ABSTRACT
From microbes to cancer, variability in gene expression can lead to nongenetic phenotypic heterogeneity. This heterogeneity is important in determining how populations of cells grow, survive fluctuating environments, and develop drug resistance. For example, individual yeast cells within isogenic populations show striking heterogeneity in stress tolerance. Though genetic forces (e.g. mutation) determining population heterogeneity are well appreciated, non-genetic forces (e.g. stochastic gene expression) have been less thoroughly elucidated. Recently, we used single-cell RNA sequencing to quantify transcript heterogeneity in Saccharomyces cerevisiae cells treated with and without salt stress to explore population variation and identify cellular covariates that influence the stress-responsive transcriptome. There is significant regulatory variation in individual yeast cells, both before and after stress. Heterogeneity in the expression of transcription factor targets implicated regulatory variability in establishing population-level heterogeneity.

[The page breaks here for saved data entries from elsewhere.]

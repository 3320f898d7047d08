// tcp-config: Environment variable overrides
// TCP_* variables take precedence over the file: env > file > defaults.

use crate::schema::TcpConfig;
use crate::{ConfigError, Result};

fn parse<T: std::str::FromStr>(key: &str, value: &str) -> Result<T> {
    value
        .parse()
        .map_err(|_| ConfigError::Validation(format!("invalid value for {key}: {value}")))
}

/// Apply recognised `TCP_*` overrides in place.
pub fn apply_env_overrides(config: &mut TcpConfig) -> Result<()> {
    for (key, value) in std::env::vars() {
        match key.as_str() {
            "TCP_NODE_VALIDATOR_ID" => config.node.validator_id = parse(&key, &value)?,
            "TCP_NODE_LOG_FILTER" => config.node.log_filter = value,
            "TCP_QUORUM_THRESHOLD_PCT" => config.quorum.threshold_pct = parse(&key, &value)?,
            "TCP_QUORUM_DEADLINE_MS" => config.quorum.deadline_ms = parse(&key, &value)?,
            "TCP_QUORUM_VALIDATORS" => config.quorum.validators = parse(&key, &value)?,
            "TCP_INTEGRITY_PQ_REQUIRED" => config.integrity.pq_required = parse(&key, &value)?,
            "TCP_INTEGRITY_HYBRID" => config.integrity.hybrid = value,
            "TCP_INTEGRITY_PROOF_TIMEOUT_MS" => {
                config.integrity.proof_timeout_ms = parse(&key, &value)?
            }
            "TCP_CODEC_MODE" => config.codec.mode = value,
            "TCP_POLICY_STRICT_FLAGS" => config.policy.strict_flags = parse(&key, &value)?,
            "TCP_AUDIT_PATH" => config.audit.path = value,
            "TCP_AUDIT_CHANNEL_CAPACITY" => config.audit.channel_capacity = parse(&key, &value)?,
            "TCP_KEYSTORE_PATH" => config.keystore.path = value,
            "TCP_TELEMETRY_CV_THRESHOLD" => config.telemetry.cv_threshold = parse(&key, &value)?,
            _ => {}
        }
    }
    Ok(())
}
// tcp-consensus: Validator node
// One process-local unit holding keys, policy, and telemetry. Runs the
// codec -> integrity -> policy pipeline under the timing guard and wraps
// the verdict as a signed vote. Failures become Deny (or Defer for a
// missing proof) votes with the reason in the signed payload, never
// exceptions, so adversarial descriptors drive the same control path as
// benign ones.

use crate::vote::SignedVote;
use async_trait::async_trait;
use parking_lot::RwLock;
use std::sync::Arc;
use tcp_crypto::keystore::{KeystoreManager, NodeSigningKey};
use tcp_crypto::{AuthError, IntegrityConfig, ProofStore};
use tcp_kernel::codec::{decode_with_mode, DecodeMode};
use tcp_kernel::decision::{Context, Decision, ReasonCode};
use tcp_kernel::descriptor::{Descriptor, PerfEnvelope, RiskLevel};
use tcp_kernel::guard::{Stage, TimingGuard};
use tcp_kernel::policy::PolicyManager;
use tcp_kernel::variant::Variant;
use tcp_telemetry::Telemetry;

/// Per-node settings fixed at deployment time.
#[derive(Debug, Clone)]
pub struct ValidatorConfig {
    pub decode_mode: DecodeMode,
    pub integrity: IntegrityConfig,
    /// Variants this node advertises; status surface only, enforcement
    /// lives in `integrity.pq_required`
    pub supported_variants: Vec<Variant>,
}

impl Default for ValidatorConfig {
    fn default() -> Self {
        Self {
            decode_mode: DecodeMode::Strict,
            integrity: IntegrityConfig::default(),
            supported_variants: vec![Variant::V2Classical, Variant::V3PostQuantum],
        }
    }
}

/// Placeholder descriptor validated when decode fails, so the integrity
/// and policy stages still execute with their usual shape.
fn dummy_descriptor() -> Descriptor {
    Descriptor {
        variant: Variant::V2Classical,
        command_hash: [0; 4],
        flags: tcp_kernel::descriptor::CapabilityFlags::empty(),
        risk: RiskLevel::Safe,
        perf: PerfEnvelope::default(),
        authenticator: [0; 4],
    }
}

/// A single validator.
pub struct ValidatorNode {
    key: RwLock<Arc<NodeSigningKey>>,
    keystore: Arc<KeystoreManager>,
    policy: Arc<PolicyManager>,
    proofs: Arc<dyn ProofStore>,
    config: ValidatorConfig,
    guard: TimingGuard,
    telemetry: Arc<Telemetry>,
}

impl ValidatorNode {
    pub fn new(
        key: NodeSigningKey,
        keystore: Arc<KeystoreManager>,
        policy: Arc<PolicyManager>,
        proofs: Arc<dyn ProofStore>,
        config: ValidatorConfig,
        guard: TimingGuard,
        telemetry: Arc<Telemetry>,
    ) -> Self {
        Self {
            key: RwLock::new(Arc::new(key)),
            keystore,
            policy,
            proofs,
            config,
            guard,
            telemetry,
        }
    }

    pub fn validator_id(&self) -> u16 {
        self.key.read().validator_id
    }

    pub fn epoch(&self) -> u64 {
        self.key.read().epoch
    }

    pub fn supported_variants(&self) -> &[Variant] {
        &self.config.supported_variants
    }

    pub fn telemetry(&self) -> &Telemetry {
        &self.telemetry
    }

    /// Install the signing key for a new epoch. During the keystore's
    /// overlap window, votes signed under the old key keep verifying.
    pub fn rotate_key(&self, key: NodeSigningKey) {
        let epoch = key.epoch;
        *self.key.write() = Arc::new(key);
        tracing::info!(epoch, "validator signing key rotated");
    }

    /// Validate a raw descriptor submission and emit a signed vote.
    ///
    /// Every stage runs on every request: a failed decode still drives the
    /// integrity and policy stages against a placeholder descriptor, and
    /// each stage pads to its fixed tick budget before the next begins.
    /// Verdict precedence is parse over auth over policy.
    pub fn validate(&self, descriptor_bytes: &[u8], context: &Context) -> SignedVote {
        let fingerprint = crate::fingerprint(descriptor_bytes);
        let keystore = self.keystore.snapshot();
        let policy = self.policy.snapshot();
        let key = self.key.read().clone();

        let (decoded, decode_ticks) = self.guard.run_stage(Stage::Decode, || {
            decode_with_mode(descriptor_bytes, self.config.decode_mode)
        });
        self.telemetry.record_stage(Stage::Decode, decode_ticks);

        let descriptor = *decoded.as_ref().unwrap_or(&dummy_descriptor());

        let (integrity, integrity_ticks) = self.guard.run_stage(Stage::Integrity, || {
            tcp_crypto::verify(
                &descriptor,
                &keystore,
                self.proofs.as_ref(),
                &self.config.integrity,
            )
        });
        self.telemetry.record_stage(Stage::Integrity, integrity_ticks);

        let (policy_verdict, policy_ticks) = self
            .guard
            .run_stage(Stage::Policy, || policy.decide(&descriptor, context));
        self.telemetry.record_stage(Stage::Policy, policy_ticks);

        let (decision, reason) = match (decoded, integrity) {
            (Err(parse), _) => (Decision::Deny, parse.reason()),
            (Ok(_), Err(AuthError::ProofUnavailable)) => {
                (Decision::Defer, ReasonCode::ProofUnavailable)
            }
            (Ok(_), Err(auth)) => (Decision::Deny, auth.reason()),
            (Ok(_), Ok(())) => policy_verdict,
        };

        let (vote, sign_ticks) = self.guard.run_stage(Stage::Sign, || {
            SignedVote::sign(&key, fingerprint, decision, reason)
        });
        self.telemetry.record_stage(Stage::Sign, sign_ticks);
        self.telemetry.record_decision(decision);

        vote
    }
}

/// Source of votes for the coordinator: in-process validators here,
/// network transports elsewhere.
#[async_trait]
pub trait VoteProvider: Send + Sync {
    fn validator_id(&self) -> u16;

    /// Produce a vote for the descriptor, or `None` for a node that
    /// stays silent.
    async fn vote(&self, descriptor_bytes: Vec<u8>, context: Context) -> Option<SignedVote>;
}

/// In-process provider running the validator pipeline on the blocking
/// pool, keeping worker-thread timing out of the async scheduler.
pub struct LocalVoteProvider {
    node: Arc<ValidatorNode>,
}

impl LocalVoteProvider {
    pub fn new(node: Arc<ValidatorNode>) -> Self {
        Self { node }
    }
}

#[async_trait]
impl VoteProvider for LocalVoteProvider {
    fn validator_id(&self) -> u16 {
        self.node.validator_id()
    }

    async fn vote(&self, descriptor_bytes: Vec<u8>, context: Context) -> Option<SignedVote> {
        let node = self.node.clone();
        tokio::task::spawn_blocking(move || node.validate(&descriptor_bytes, &context))
            .await
            .ok()
    }
}

#[cfg(test)]
mod tests {
    use super::*;
    use tcp_crypto::classical;
    use tcp_crypto::keystore::generate;
    use tcp_crypto::MemoryProofStore;
    use tcp_kernel::codec::encode;
    use tcp_kernel::descriptor::{CapabilityFlags, DescriptorBuilder};
    use tcp_kernel::guard::StageBudgets;
    use tcp_kernel::policy::PolicyManager;

    struct Harness {
        node: ValidatorNode,
        issuer: tcp_crypto::keystore::IssuerSigner,
        snapshot: tcp_crypto::keystore::KeystoreSnapshot,
        proofs: Arc<MemoryProofStore>,
    }

    fn harness() -> Harness {
        let cluster = generate(1, 1);
        let keystore = Arc::new(KeystoreManager::new(cluster.snapshot.clone()));
        let policy = Arc::new(PolicyManager::with_defaults());
        let proofs = Arc::new(MemoryProofStore::new());
        let mut nodes = cluster.nodes;
        let node = ValidatorNode::new(
            nodes.remove(0),
            keystore,
            policy,
            proofs.clone(),
            ValidatorConfig::default(),
            TimingGuard::new(StageBudgets {
                decode: 10,
                integrity: 10,
                policy: 10,
                sign: 10,
            }),
            Arc::new(Telemetry::default()),
        );
        Harness {
            node,
            issuer: cluster.issuer,
            snapshot: cluster.snapshot,
            proofs,
        }
    }

    fn sealed_safe_bytes(issuer: &tcp_crypto::keystore::IssuerSigner) -> Vec<u8> {
        let descriptor = DescriptorBuilder::new(Variant::V2Classical)
            .command("ls")
            .flags(CapabilityFlags::FILE_OPS)
            .risk(RiskLevel::Safe)
            .build();
        encode(&classical::seal(&descriptor, issuer)).to_vec()
    }

    #[test]
    fn test_sealed_safe_descriptor_allows() {
        let h = harness();
        let bytes = sealed_safe_bytes(&h.issuer);

        let vote = h.node.validate(&bytes, &Context::default());
        assert_eq!(vote.decision, Decision::Allow);
        assert_eq!(vote.reason, ReasonCode::None);
        assert!(vote.verify(&h.snapshot));
    }

    #[test]
    fn test_crc_tamper_is_deny_vote() {
        let h = harness();
        let mut bytes = sealed_safe_bytes(&h.issuer);
        bytes[10] ^= 0x08;

        let vote = h.node.validate(&bytes, &Context::default());
        assert_eq!(vote.decision, Decision::Deny);
        assert_eq!(vote.reason, ReasonCode::CrcMismatch);
        assert!(vote.verify(&h.snapshot), "failure votes are signed too");
    }

    #[test]
    fn test_bad_authenticator_is_deny_vote() {
        let h = harness();
        let descriptor = DescriptorBuilder::new(Variant::V2Classical)
            .command("ls")
            .flags(CapabilityFlags::FILE_OPS)
            .risk(RiskLevel::Safe)
            .authenticator([9, 9, 9, 9])
            .build();
        let bytes = encode(&descriptor);

        let vote = h.node.validate(&bytes, &Context::default());
        assert_eq!(vote.decision, Decision::Deny);
        assert_eq!(vote.reason, ReasonCode::BadSignature);
    }

    #[test]
    fn test_missing_pq_proof_is_defer_vote() {
        let h = harness();
        let descriptor = DescriptorBuilder::new(Variant::V3PostQuantum)
            .command("ls")
            .flags(CapabilityFlags::FILE_OPS)
            .risk(RiskLevel::Safe)
            .authenticator([1, 2, 3, 4])
            .build();
        let bytes = encode(&descriptor);

        let vote = h.node.validate(&bytes, &Context::default());
        assert_eq!(vote.decision, Decision::Defer);
        assert_eq!(vote.reason, ReasonCode::ProofUnavailable);
    }

    #[test]
    fn test_pq_sealed_descriptor_allows() {
        let h = harness();
        let descriptor = DescriptorBuilder::new(Variant::V3PostQuantum)
            .command("ls")
            .flags(CapabilityFlags::FILE_OPS)
            .risk(RiskLevel::Safe)
            .build();
        let sealed = tcp_crypto::pq::seal(&descriptor, &h.issuer, h.proofs.as_ref())
            .expect("issuer holds pq material");
        let bytes = encode(&sealed);

        let vote = h.node.validate(&bytes, &Context::default());
        assert_eq!(vote.decision, Decision::Allow);
    }

    #[test]
    fn test_wrong_length_input_is_deny_vote() {
        let h = harness();
        let vote = h.node.validate(&[0u8; 7], &Context::default());
        assert_eq!(vote.decision, Decision::Deny);
        assert_eq!(vote.reason, ReasonCode::BadMagic);
    }

    #[test]
    fn test_key_rotation_changes_epoch() {
        let h = harness();
        assert_eq!(h.node.epoch(), 1);
        let fresh = NodeSigningKey::new(
            1,
            2,
            ed25519_dalek::SigningKey::generate(&mut rand::rngs::OsRng),
        );
        h.node.rotate_key(fresh);
        assert_eq!(h.node.epoch(), 2);
    }
}
// tcp-telemetry: Stage latency accounting and the timing_ok invariant
// Lock-free atomic counters; the hot path pays one fetch_add per field.
// The guard samples real traffic: a stage whose coefficient of variation
// drifts past the threshold flips timing_ok so operators can quarantine
// the node.

pub mod histogram;

pub use histogram::{StageHistogram, BUCKETS};

use serde::{Deserialize, Serialize};
use std::sync::atomic::{AtomicU64, Ordering};
use tcp_kernel::decision::Decision;
use tcp_kernel::guard::Stage;

/// Minimum samples before a stage participates in the timing verdict.
pub const MIN_SAMPLES: u64 = 10_000;

/// Default CV ceiling per stage, measured at install time.
pub const DEFAULT_CV_THRESHOLD: f64 = 0.2;

/// Process-wide telemetry hub. One instance per validator node, shared by
/// reference across workers.
pub struct Telemetry {
    stages: [StageHistogram; Stage::COUNT],
    allow: AtomicU64,
    deny: AtomicU64,
    defer: AtomicU64,
    backpressure: AtomicU64,
    cv_threshold: f64,
    min_samples: u64,
}

impl Telemetry {
    pub fn new(cv_threshold: f64, min_samples: u64) -> Self {
        Self {
            stages: std::array::from_fn(|_| StageHistogram::new()),
            allow: AtomicU64::new(0),
            deny: AtomicU64::new(0),
            defer: AtomicU64::new(0),
            backpressure: AtomicU64::new(0),
            cv_threshold,
            min_samples,
        }
    }

    /// Record one stage latency sample (pre-padding ticks, so drift inside
    /// the budget stays visible).
    #[inline(always)]
    pub fn record_stage(&self, stage: Stage, ticks: u64) {
        self.stages[stage.index()].record(ticks);
    }

    #[inline(always)]
    pub fn record_decision(&self, decision: Decision) {
        match decision {
            Decision::Allow => &self.allow,
            Decision::Deny => &self.deny,
            Decision::Defer => &self.defer,
        }
        .fetch_add(1, Ordering::Relaxed);
    }

    #[inline(always)]
    pub fn record_backpressure(&self) {
        self.backpressure.fetch_add(1, Ordering::Relaxed);
    }

    /// Coefficient of variation for one stage; `None` below the sample
    /// floor.
    pub fn cv(&self, stage: Stage) -> Option<f64> {
        let h = &self.stages[stage.index()];
        if h.count() < self.min_samples {
            return None;
        }
        Some(h.cv())
    }

    /// The timing invariant: every stage with enough samples sits under
    /// the CV threshold. Stages still warming up do not fail the check.
    pub fn timing_ok(&self) -> bool {
        Stage::ALL.iter().all(|stage| match self.cv(*stage) {
            Some(cv) => cv < self.cv_threshold,
            None => true,
        })
    }

    pub fn snapshot(&self) -> TelemetrySnapshot {
        let stages = Stage::ALL
            .iter()
            .map(|stage| {
                let h = &self.stages[stage.index()];
                StageSnapshot {
                    stage: stage.name().to_string(),
                    count: h.count(),
                    mean_ticks: h.mean(),
                    cv: h.cv(),
                }
            })
            .collect();
        TelemetrySnapshot {
            stages,
            allow: self.allow.load(Ordering::Relaxed),
            deny: self.deny.load(Ordering::Relaxed),
            defer: self.defer.load(Ordering::Relaxed),
            backpressure: self.backpressure.load(Ordering::Relaxed),
            timing_ok: self.timing_ok(),
        }
    }

    /// Text exposition for the telemetry sink, one line per series.
    pub fn render_text(&self) -> String {
        let snapshot = self.snapshot();
        let mut out = String::new();
        for s in &snapshot.stages {
            out.push_str(&format!(
                "tcp_stage_samples_total{{stage=\"{}\"}} {}\n",
                s.stage, s.count
            ));
            out.push_str(&format!(
                "tcp_stage_mean_ticks{{stage=\"{}\"}} {:.1}\n",
                s.stage, s.mean_ticks
            ));
            out.push_str(&format!(
                "tcp_stage_cv{{stage=\"{}\"}} {:.4}\n",
                s.stage, s.cv
            ));
        }
        out.push_str(&format!("tcp_decisions_total{{decision=\"allow\"}} {}\n", snapshot.allow));
        out.push_str(&format!("tcp_decisions_total{{decision=\"deny\"}} {}\n", snapshot.deny));
        out.push_str(&format!("tcp_decisions_total{{decision=\"defer\"}} {}\n", snapshot.defer));
        out.push_str(&format!("tcp_backpressure_total {}\n", snapshot.backpressure));
        out.push_str(&format!(
            "tcp_timing_ok {}\n",
            if snapshot.timing_ok { 1 } else { 0 }
        ));
        out
    }
}

impl Default for Telemetry {
    fn default() -> Self {
        Self::new(DEFAULT_CV_THRESHOLD, MIN_SAMPLES)
    }
}

/// Point-in-time view of the hub, serialisable for the status surface.
#[derive(Debug, Clone, Serialize, Deserialize)]
pub struct TelemetrySnapshot {
    pub stages: Vec<StageSnapshot>,
    pub allow: u64,
    pub deny: u64,
    pub defer: u64,
    pub backpressure: u64,
    pub timing_ok: bool,
}

#[derive(Debug, Clone, Serialize, Deserialize)]
pub struct StageSnapshot {
    pub stage: String,
    pub count: u64,
    pub mean_ticks: f64,
    pub cv: f64,
}
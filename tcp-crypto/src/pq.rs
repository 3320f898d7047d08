// tcp-crypto: Post-quantum (v3) authenticator
// The 4-byte authenticator field is a selector into the content-addressed
// proof store; the proof blob carries the issuer ID, the classical tag for
// hybrid deployments, and a full Dilithium3 detached signature over the
// descriptor's signed region.

use crate::classical::{authenticator_tag, TAG_LEN};
use crate::hybrid::HybridMode;
use crate::keystore::{IssuerSigner, KeystoreSnapshot};
use crate::proof_store::{selector_for, ProofStore, SELECTOR_LEN};
use crate::{AuthError, Result};
use pqcrypto_dilithium::dilithium3;
use pqcrypto_traits::sign::{DetachedSignature as _, PublicKey as _};
use tcp_kernel::ct;
use tcp_kernel::descriptor::Descriptor;

/// Proof blob layout: issuer_id (2, BE) || classical tag (4) || Dilithium3
/// detached signature.
const HEADER_LEN: usize = 2 + TAG_LEN;

/// Build the proof blob for a signed region under an issuer holding
/// Dilithium material.
pub fn build_proof(issuer: &IssuerSigner, signed_region: &[u8; 18]) -> Result<Vec<u8>> {
    let secret = issuer.pq_secret().ok_or(AuthError::UnknownIssuer)?;
    let signature = dilithium3::detached_sign(signed_region, &secret);
    let tag = authenticator_tag(&issuer.mac_key, signed_region);

    let mut blob = Vec::with_capacity(HEADER_LEN + signature.as_bytes().len());
    blob.extend_from_slice(&issuer.issuer_id.to_be_bytes());
    blob.extend_from_slice(&tag);
    blob.extend_from_slice(signature.as_bytes());
    Ok(blob)
}

/// Author-side sealing: store the proof and bind its selector as the
/// descriptor's authenticator.
pub fn seal(
    descriptor: &Descriptor,
    issuer: &IssuerSigner,
    proofs: &dyn ProofStore,
) -> Result<Descriptor> {
    let mut sealed = *descriptor;
    // The selector depends on the proof, which covers the signed region
    // with the authenticator bytes excluded by construction (region is
    // bytes 0..18, the authenticator sits at 18..22).
    let proof = build_proof(issuer, &sealed.signed_region())?;
    sealed.authenticator = proofs.insert(proof);
    Ok(sealed)
}

/// Verify a v3 descriptor against the proof store.
///
/// Fetch failures map to `ProofUnavailable` (the only retryable auth
/// class). Both authenticators inside the blob are always computed and
/// checked; the hybrid mode only changes how the two verdicts combine.
pub fn verify(
    descriptor: &Descriptor,
    keystore: &KeystoreSnapshot,
    proofs: &dyn ProofStore,
    mode: HybridMode,
) -> Result<()> {
    let proof = proofs
        .fetch(descriptor.authenticator)
        .ok_or(AuthError::ProofUnavailable)?;

    // Content-address check: the selector must be the proof's own hash.
    let expected_selector = selector_for(&proof);
    if !ct::ct_eq(&expected_selector, &descriptor.authenticator) {
        return Err(AuthError::BadSignature);
    }

    if proof.len() <= HEADER_LEN {
        return Err(AuthError::BadSignature);
    }
    let issuer_id = u16::from_be_bytes([proof[0], proof[1]]);
    let mut stored_tag = [0u8; TAG_LEN];
    stored_tag.copy_from_slice(&proof[2..HEADER_LEN]);
    let signature_bytes = &proof[HEADER_LEN..];

    let issuer = keystore.issuer(issuer_id).ok_or(AuthError::UnknownIssuer)?;
    let region = descriptor.signed_region();

    // Classical leg.
    let expected_tag = authenticator_tag(&issuer.mac_key, &region);
    let mac_ok = ct::ct_eq(&expected_tag, &stored_tag);

    // Lattice leg.
    let pq_ok = match issuer.pq_public.as_deref() {
        Some(pk_bytes) => {
            let pk = dilithium3::PublicKey::from_bytes(pk_bytes)
                .map_err(|_| AuthError::UnknownIssuer)?;
            match dilithium3::DetachedSignature::from_bytes(signature_bytes) {
                Ok(signature) => {
                    dilithium3::verify_detached_signature(&signature, &region, &pk).is_ok()
                }
                Err(_) => false,
            }
        }
        None => false,
    };

    let accepted = match mode {
        HybridMode::Strict => mac_ok & pq_ok,
        HybridMode::Permissive => mac_ok | pq_ok,
    };
    if accepted {
        Ok(())
    } else {
        Err(AuthError::BadSignature)
    }
}
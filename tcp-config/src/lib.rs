// tcp-config: Deployment configuration
// Loading hierarchy: environment > file > defaults. A new config takes
// effect only through snapshot publication at an epoch boundary; nothing
// here mutates a running pipeline.

pub mod env;
pub mod schema;

pub use env::apply_env_overrides;
pub use schema::{
    AuditSection, CodecSection, IntegritySection, KeystoreSection, NodeSection, PolicySection,
    QuorumSection, TcpConfig, TelemetrySection,
};

use std::path::{Path, PathBuf};
use thiserror::Error;

/// Configuration errors map to CLI exit code 2.
#[derive(Debug, Error)]
pub enum ConfigError {
    #[error("I/O error: {0}")]
    Io(String),
    #[error("parse error: {0}")]
    Parse(String),
    #[error("validation error: {0}")]
    Validation(String),
}

pub type Result<T> = std::result::Result<T, ConfigError>;

/// Load configuration: defaults, then the file (if present), then
/// environment overrides, then validation.
pub fn load_config(path: Option<&Path>) -> Result<TcpConfig> {
    let mut config = match path {
        Some(explicit) => load_from_file(explicit)?,
        None => {
            let default_path = default_config_path()?;
            if default_path.exists() {
                load_from_file(&default_path)?
            } else {
                TcpConfig::default()
            }
        }
    };

    apply_env_overrides(&mut config)?;
    config.validate()?;
    Ok(config)
}

pub fn load_from_file(path: &Path) -> Result<TcpConfig> {
    let content = std::fs::read_to_string(path).map_err(|e| ConfigError::Io(e.to_string()))?;
    toml::from_str(&content).map_err(|e| ConfigError::Parse(e.to_string()))
}

/// `$TCP_CONFIG` wins; otherwise `~/.tcp/config.toml`.
pub fn default_config_path() -> Result<PathBuf> {
    if let Ok(explicit) = std::env::var("TCP_CONFIG") {
        return Ok(PathBuf::from(explicit));
    }
    let home = std::env::var("HOME").map_err(|_| ConfigError::Io("HOME not set".to_string()))?;
    let mut path = PathBuf::from(home);
    path.push(".tcp");
    path.push("config.toml");
    Ok(path)
}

Live-cell imaging of cells expressing pairs of fluorescent regulators, including the transcription factor Msn2 with Dot6, Sfp1, or MAP kinase Hog1 revealed coordinated and decoupled nucleocytoplasmic shuttling. The live cell imaging coupled with analysis of the single-cell expression data suggests that cells may filter decoupled bursts of transcription factor activation but mount a stress response upon coordinated regulation, even in a subset of unstressed cells. We have developed an optogenetic toolkit that allows us to construct light-activated transcription factors. Using these transcription factors, we are working to resolve the relationship between bursts of transcription factor activity, burst coordination, and gene expression leading to population-level heterogeneity.
BIOGRAPHY
Dr. Megan N. McClean is an Assistant Professor in the Department of Biomedical Engineering at the University of Wisconsin-Madison. She received her B.A. from the University of California-Berkeley and her Ph.D. from Harvard University, both in Applied Mathematics. During her thesis work with Dr. Sharad Ramanathan, she used computational modeling in combination with single-cell microscopy to understand the mechanisms of crosstalk prevention and signaling specificity in Saccharomyces cerevisiae MAP kinase pathways. Prior to joining UW-Madison, Dr. McClean was a Lewis-Sigler Fellow at Princeton University where she utilized optogenetics, control theory, and synthetic biology to develop tools for controlling biological circuits. At UW-Madison, Dr. McClean’s research group employs systems and synthetic biology approaches to understand biological signal processing in fungi, including human fungal pathogens, with implications for improving treatment strategies. Dr. McClean holds a Career Award at the Scientific Interface from the Burroughs Wellcome Fund and a Maximizing Investigators’ Research Award from the National Institute of General Medical Sciences.